● **EXERCISE BRIEF**
Report every line below that carries the word "failure".

Start of EXTRACTED ENTRIES

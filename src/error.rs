//! Crate-level error types.

use std::fmt;

/// Errors produced by the vantage crate.
///
/// Only the file-facing edges (options, registry, scene descriptions) can
/// fail. The interaction core itself never returns an error.
#[derive(Debug)]
pub enum VantageError {
    /// Generic I/O failure.
    Io(std::io::Error),
    /// TOML options parsing/serialization failure.
    OptionsParse(String),
    /// Focus registry could not be parsed.
    RegistryParse(String),
    /// Scene description could not be parsed or is inconsistent.
    SceneDescription(String),
}

impl fmt::Display for VantageError {
    fn fmt(&self, f: &mut fmt::Formatter<'_>) -> fmt::Result {
        match self {
            Self::Io(e) => write!(f, "I/O error: {e}"),
            Self::OptionsParse(msg) => {
                write!(f, "options parse error: {msg}")
            }
            Self::RegistryParse(msg) => {
                write!(f, "registry parse error: {msg}")
            }
            Self::SceneDescription(msg) => {
                write!(f, "scene description error: {msg}")
            }
        }
    }
}

impl std::error::Error for VantageError {
    fn source(&self) -> Option<&(dyn std::error::Error + 'static)> {
        match self {
            Self::Io(e) => Some(e),
            _ => None,
        }
    }
}

impl From<std::io::Error> for VantageError {
    fn from(e: std::io::Error) -> Self {
        Self::Io(e)
    }
}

End of EXTRACTED ENTRIES

● **RESPONSE AREA**
    /// Generic I/O failure.
    /// TOML options parsing/serialization failure.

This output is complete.